Device and process authentication
Implement machine/device authentication based on certificates or device enrollment: use MDM (Intune, Jamf) for mobile/workstation enrollment and ensure devices present a device certificate before accessing sensitive services. For network access, deploy 802.1X with EAP-TLS where possible; for smaller environments, use Wi‑Fi PSK gating with MDM-managed device profiles and conditional access policies. For processes and services, use managed service accounts, short-lived API tokens (OAuth2 client credentials), or mTLS between services so processes authenticate before they act.
Technical configuration examples
Concrete examples: configure OpenSSH on Linux servers with "PasswordAuthentication no" and "PubkeyAuthentication yes", create per-user SSH keys and store private keys in secure vaults. Use a Windows Group Policy to enforce unique logon names and password complexity. Deploy a small internal CA or use an ACME client with HashiCorp Vault/Let's Encrypt to mint machine certificates and automate renewal. Configure RADIUS/NPS to validate certificates for 802.1X. For cloud services (Office365/Azure), enable Conditional Access requiring device compliance and MFA for administrative tasks.
Monitoring, logging, and evidence collection
Enable and retain authentication logs (Windows Security logs, Linux auth logs, Azure AD sign-in logs) and forward them to a lightweight SIEM/log collector (e.g., ELK stack, Splunk Cloud, or a managed EDR that includes logging). Monitor failed authentication spikes and orphaned service accounts. Maintain a change log for identity lifecycle events and keep screenshots/config exports of IAM and device enrollment configurations as evidence for auditors under the Compliance Framework.
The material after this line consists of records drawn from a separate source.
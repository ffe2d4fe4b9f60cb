use crate::error::{LiveTransError, Result};
use crate::session::LanguageTag;
use std::collections::{HashMap, HashSet};
use std::sync::atomic::{AtomicUsize, Ordering};
use std::time::Duration;

/// Trait for text translation.
///
/// Implementations block; the pipeline always calls them from the engine
/// pool, never from an async stage directly.
pub trait Translator: Send + Sync {
    /// Translate `text` from `source` to `target`.
    fn translate(&self, text: &str, source: &LanguageTag, target: &LanguageTag)
    -> Result<String>;

    /// Backend name for logs.
    fn name(&self) -> &str;
}

/// Returns the input unchanged. Useful for caption-only deployments and
/// for exercising the pipeline without a translation service.
#[derive(Debug, Clone, Copy, Default)]
pub struct PassthroughTranslator;

impl Translator for PassthroughTranslator {
    fn translate(
        &self,
        text: &str,
        _source: &LanguageTag,
        _target: &LanguageTag,
    ) -> Result<String> {
        Ok(text.to_string())
    }

    fn name(&self) -> &str {
        "passthrough"
    }
}

/// Mock translator for testing.
///
/// By default it answers `"[{target}] {text}"`.
#[derive(Debug, Default)]
pub struct MockTranslator {
    responses: HashMap<String, String>,
    failing: HashSet<String>,
    delay: Option<Duration>,
    calls: AtomicUsize,
}

impl MockTranslator {
    pub fn new() -> Self {
        Self::default()
    }

    /// Fixed answer for one target language.
    pub fn with_response(mut self, target: &str, response: &str) -> Self {
        self.responses
            .insert(target.to_string(), response.to_string());
        self
    }

    /// Fail every call for one target language.
    pub fn with_failure_for(mut self, target: &str) -> Self {
        self.failing.insert(target.to_string());
        self
    }

    /// Block for `delay` before answering.
    pub fn with_delay(mut self, delay: Duration) -> Self {
        self.delay = Some(delay);
        self
    }

    /// Number of translate calls so far.
    pub fn calls(&self) -> usize {
        self.calls.load(Ordering::SeqCst)
    }
}

impl Translator for MockTranslator {
    fn translate(
        &self,
        text: &str,
        source: &LanguageTag,
        target: &LanguageTag,
    ) -> Result<String> {
        self.calls.fetch_add(1, Ordering::SeqCst);
        if let Some(delay) = self.delay {
            std::thread::sleep(delay);
        }
        if self.failing.contains(target.as_str()) {
            return Err(LiveTransError::Translation {
                source_lang: source.to_string(),
                target_lang: target.to_string(),
                message: "mock translation failure".to_string(),
            });
        }
        Ok(self
            .responses
            .get(target.as_str())
            .cloned()
            .unwrap_or_else(|| format!("[{}] {}", target, text)))
    }

    fn name(&self) -> &str {
        "mock"
    }
}

/// LibreTranslate-compatible HTTP translator.
///
/// Sends `POST {base}/translate` with `{q, source, target, format}` and reads
/// `translatedText` from the response. Language tags are reduced to their
/// primary subtag.
///
/// Uses the blocking reqwest client. It is built on first use, which happens
/// on the engine pool's blocking threads.
#[cfg(feature = "http")]
pub struct HttpTranslator {
    endpoint: String,
    api_key: Option<String>,
    client: std::sync::OnceLock<reqwest::blocking::Client>,
}

#[cfg(feature = "http")]
impl HttpTranslator {
    pub fn new(base_url: &str, api_key: Option<String>) -> Self {
        Self {
            endpoint: format!("{}/translate", base_url.trim_end_matches('/')),
            api_key,
            client: std::sync::OnceLock::new(),
        }
    }

    pub fn endpoint(&self) -> &str {
        &self.endpoint
    }

    fn request_body(
        &self,
        text: &str,
        source: &LanguageTag,
        target: &LanguageTag,
    ) -> serde_json::Value {
        let mut body = serde_json::json!({
            "q": text,
            "source": source.primary(),
            "target": target.primary(),
            "format": "text",
        });
        if let Some(key) = &self.api_key {
            body["api_key"] = serde_json::Value::String(key.clone());
        }
        body
    }

    fn client(&self) -> std::result::Result<&reqwest::blocking::Client, reqwest::Error> {
        if let Some(client) = self.client.get() {
            return Ok(client);
        }
        let client = reqwest::blocking::Client::builder().build()?;
        Ok(self.client.get_or_init(|| client))
    }
}

#[cfg(feature = "http")]
impl Translator for HttpTranslator {
    fn translate(
        &self,
        text: &str,
        source: &LanguageTag,
        target: &LanguageTag,
    ) -> Result<String> {
        let fail = |message: String| LiveTransError::Translation {
            source_lang: source.to_string(),
            target_lang: target.to_string(),
            message,
        };
        let body = self.request_body(text, source, target);

        let response = self
            .client()
            .map_err(|e| fail(e.to_string()))?
            .post(&self.endpoint)
            .json(&body)
            .send()
            .map_err(|e| fail(e.to_string()))?;
        let status = response.status();
        if !status.is_success() {
            return Err(fail(format!("HTTP {}", status)));
        }
        let value: serde_json::Value = response.json().map_err(|e| fail(e.to_string()))?;

        value
            .get("translatedText")
            .and_then(serde_json::Value::as_str)
            .map(str::to_string)
            .ok_or_else(|| fail("response has no translatedText".to_string()))
    }

    fn name(&self) -> &str {
        "http"
    }
}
Real-world small business scenario
Example: A 20‑person engineering firm with hybrid work. Steps they took: (1) onboarded to Azure AD and joined company laptops via Autopilot; (2) enrolled phones and laptops in Intune, deploying device certificates; (3) disabled local admin for non-admins and required unique Azure AD credentials; (4) replaced a shared backup account with a managed service account in Azure Key Vault, using rotating credentials; (5) configured conditional access to allow access to SharePoint only from compliant devices. After implementation they documented policies, exported Intune/compliance reports, and kept a CSV of device enrollment statuses for audit evidence.
Risks of not implementing identification/authentication controls
Failing to uniquely identify and authenticate users/processes/devices increases the risk of account takeover, lateral movement, and exfiltration of CUI—exposure that can lead to contract penalties, loss of future government work, reputational harm, and potential regulatory fines. Shared or unmanaged service accounts are especially dangerous because they often bypass MFA and are difficult to revoke without disruption.
Compliance tips and best practices
Best practices: enforce least privilege and separation of duties; rotate and centralize service credentials in a secrets manager (Vault, Azure Key Vault); require multi-factor authentication for remote access and privileged roles; remove or convert shared accounts; automate device onboarding and certificate rotation; and run quarterly audits comparing your identity/device inventory against current authentications. Prepare an evidence binder with user lists, device enrollment reports, logs, and policy documents mapped to IA.L1-B.1.V and FAR 52.204-21.
Summary: Achieving IA.L1-B.1.V compliance under the Compliance Framework is an achievable set of tasks for small businesses: inventory your identities and devices, centralize identity management, enforce unique authenticated identities for users/processes/devices, enable device enrollment and certificates, log and monitor authentications, and maintain audit evidence—doing so reduces risk, demonstrates due diligence, and keeps you eligible for government contracting.